§ **REQUIRED WORK**
Scan the listing beneath this sentence. Report each line with the word "println".

___ PROVIDED MATERIAL

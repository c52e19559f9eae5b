//! Damped Newton-Raphson iteration for one `(initial guess, parameters)` problem.
//!
//! Iteration k solves J(X_k, p) * step = -f(X_k, p) with LU decomposition (no explicit inverse)
//! and moves X_{k+1} = X_k + fac_k * step, where the damping factor ramps linearly during the
//! first `careful_steps` iterations:
//!
//!   fac_k = min((k + 1) / careful_steps, 1)
//!
//! The loop goes on while
//!
//!   (any |dx_i| > rtol_i*|X_i| + atol_i  AND  k < max_iter)  OR  k < careful_steps
//!
//! so at least `careful_steps` iterations are always made: a damped early step is small by
//! construction and says nothing about convergence. The iteration starts with dx = 100*X0.
//! If the loop ends with k >= max_iter the instance is reported as not converged.
use crate::Numerics::newton_config::NewtonConfig;
use crate::Numerics::residual_system::ResidualSystem;
use crate::Numerics::solver_errors::InstanceFailure;
use crate::Numerics::tolerance::ToleranceSpec;
use log::trace;
use nalgebra::DVector;

/// tagged result of one instance
#[derive(Debug, Clone, PartialEq)]
pub enum InstanceOutcome {
    Converged {
        x: DVector<f64>,
        iterations: usize,
    },
    Failed {
        reason: InstanceFailure,
        iterations: usize,
    },
}

impl InstanceOutcome {
    pub fn is_converged(&self) -> bool {
        matches!(self, InstanceOutcome::Converged { .. })
    }

    pub fn iterations(&self) -> usize {
        match self {
            InstanceOutcome::Converged { iterations, .. }
            | InstanceOutcome::Failed { iterations, .. } => *iterations,
        }
    }

    pub fn failure(&self) -> Option<&InstanceFailure> {
        match self {
            InstanceOutcome::Converged { .. } => None,
            InstanceOutcome::Failed { reason, .. } => Some(reason),
        }
    }

    /// converged solution, or a vector of n NaN for a failed instance
    pub fn to_vector(&self, n: usize) -> DVector<f64> {
        match self {
            InstanceOutcome::Converged { x, .. } => x.clone(),
            InstanceOutcome::Failed { .. } => DVector::from_element(n, f64::NAN),
        }
    }
}

/// state of one running instance, owned by its iteration and dropped when it ends
struct IterationState {
    x: DVector<f64>,
    dx: DVector<f64>,
    iteration: usize,
}

impl IterationState {
    fn new(x0: &DVector<f64>) -> Self {
        Self {
            x: x0.clone(),
            dx: x0 * 100.0,
            iteration: 0,
        }
    }

    fn keep_going(&self, tolerances: &ToleranceSpec, max_iter: usize, careful_steps: usize) -> bool {
        (tolerances.is_exceeded(&self.dx, &self.x) && self.iteration < max_iter)
            || self.iteration < careful_steps
    }
}

/// damping factor of iteration k (counted from 0); careful_steps = 0 behaves as 1
pub fn damping_factor(iteration: usize, careful_steps: usize) -> f64 {
    let careful_steps = careful_steps.max(1);
    ((iteration + 1) as f64 / careful_steps as f64).min(1.0)
}

/// full (undamped) Newton step at x
fn newton_step<S: ResidualSystem + ?Sized>(
    system: &S,
    x: &DVector<f64>,
    params: &DVector<f64>,
    iteration: usize,
) -> Result<DVector<f64>, InstanceFailure> {
    let n = x.len();
    let f = system.residual(x, params);
    if f.len() != n {
        return Err(InstanceFailure::ResidualDimension {
            expected: n,
            found: f.len(),
        });
    }
    let jac = system.jacobian(x, params);
    if jac.shape() != (n, n) {
        return Err(InstanceFailure::JacobianShape {
            rows: jac.nrows(),
            cols: jac.ncols(),
            n,
        });
    }
    let step = jac
        .lu()
        .solve(&(-f))
        .ok_or(InstanceFailure::SingularJacobian { iteration })?;
    // nearly singular systems pass the LU but blow up into inf/NaN
    if step.iter().any(|v| !v.is_finite()) {
        return Err(InstanceFailure::NonFiniteStep { iteration });
    }
    Ok(step)
}

/// solves f(X, params) = 0 starting from x0
/// `tolerances` must be already broadcast to x0.len() (see [`NewtonConfig::validate`])
pub fn solve_instance<S: ResidualSystem + ?Sized>(
    system: &S,
    x0: &DVector<f64>,
    params: &DVector<f64>,
    tolerances: &ToleranceSpec,
    config: &NewtonConfig,
) -> InstanceOutcome {
    let max_iter = config.max_iter;
    let careful_steps = config.effective_careful_steps();
    let mut state = IterationState::new(x0);

    while state.keep_going(tolerances, max_iter, careful_steps) {
        let fac = damping_factor(state.iteration, careful_steps);
        let step = match newton_step(system, &state.x, params, state.iteration) {
            Ok(step) => step,
            Err(reason) => {
                return InstanceOutcome::Failed {
                    reason,
                    iterations: state.iteration,
                };
            }
        };
        state.dx = step * fac;
        state.x += &state.dx;
        state.iteration += 1;
        trace!(
            "iteration {}: fac = {}, |dx| = {:e}",
            state.iteration,
            fac,
            state.dx.norm()
        );
    }

    if state.iteration < max_iter {
        InstanceOutcome::Converged {
            x: state.x,
            iterations: state.iteration,
        }
    } else {
        InstanceOutcome::Failed {
            reason: InstanceFailure::NotConverged { max_iter },
            iterations: state.iteration,
        }
    }
}
// Copyright (c) 2021 James O. D. Hunt.
//
// SPDX-License-Identifier: Apache-2.0
//

use thiserror::Error;

/// The error type.
#[derive(Error, Debug, Clone, Eq, PartialEq)]
pub enum Error {
    //------------------------------
    // Pattern errors (programmer error)
    //------------------------------
    /// The pattern string could not be tokenized. The value is the
    /// original pattern string.
    #[error("parse error for Args: {0}")]
    Parse(String),

    /// A required slot was declared after an optional slot
    /// (`[name] <path>`).
    #[error("optional order")]
    OptionalOrder,

    /// Two slots share the same name (`<name> [name]`).
    #[error("duplicated name")]
    DuplicatedName,

    //------------------------------
    // Registration errors (programmer error)
    //------------------------------
    /// Two commands were registered with the same name.
    #[error("duplicated command: {0}")]
    DuplicatedCommand(String),

    /// No handler means nothing will happen.
    #[error("no handler specified")]
    NoHandler,

    //------------------------------
    // Runtime errors (user error)
    //------------------------------
    /// Fewer arguments were specified than there are required slots.
    #[error("insufficient args")]
    InsufficientArgs,

    /// User specified a command that was never registered.
    #[error("unknown command: {0}")]
    UnknownCommand(String),

    /// A handler tried to run its own command while still running.
    #[error("handler already running")]
    HandlerBusy,

    /// A handler failed.
    #[error("handler error: {0}")]
    HandlerError(String),

    /// Writing to the output sink failed.
    #[error("I/O error: {0}")]
    Io(String),
}

impl From<std::io::Error> for Error {
    fn from(e: std::io::Error) -> Self {
        Error::Io(e.to_string())
    }
}

/// Convenience type that allows a function to be defined as returning a
/// [Result], but which only requires the success type to be specified,
/// defaulting the error type to this crates `Error` type.
pub type Result<T, E = Error> = std::result::Result<T, E>;
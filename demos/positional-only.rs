// Copyright (c) 2021 James O. D. Hunt.
//
// SPDX-License-Identifier: Apache-2.0
//

/// An example showing a program without commands that accepts one required
/// and two optional positional arguments.
use slotargs::{App, Context, Handler, Result};

#[derive(Clone, Debug, Default)]
struct MyHandler {
    id: String,
    path: Option<String>,
    name: Option<String>,
    extra: Vec<String>,
}

impl Handler for &mut MyHandler {
    fn handle(&mut self, ctx: Context) -> Result<()> {
        println!("INFO: MyHandler: ctx: {:?}", ctx);

        self.id = ctx.arg_for("id").0.into();
        self.path = ctx.value_of("path").map(String::from);
        self.name = ctx.value_of("name").map(String::from);

        // Anything after the declared slots
        self.extra = ctx.args().iter().skip(ctx.pattern().len()).cloned().collect();

        Ok(())
    }
}

fn main() -> Result<()> {
    env_logger::init();

    let mut handler = MyHandler::default();

    let app = App::new("positional-only")
        .summary("show how positional arguments are bound")
        .args("<id> [path] [name] ...")?
        .handler(Box::new(&mut handler));

    let result = app.run();

    // XXX: essential!
    drop(app);

    println!("INFO: Final value of handler: {:?}", handler);

    result
}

______

§ **WRITTEN RESPONSE**
        println!("INFO: MyHandler: ctx: {:?}", ctx);
    println!("INFO: Final value of handler: {:?}", handler);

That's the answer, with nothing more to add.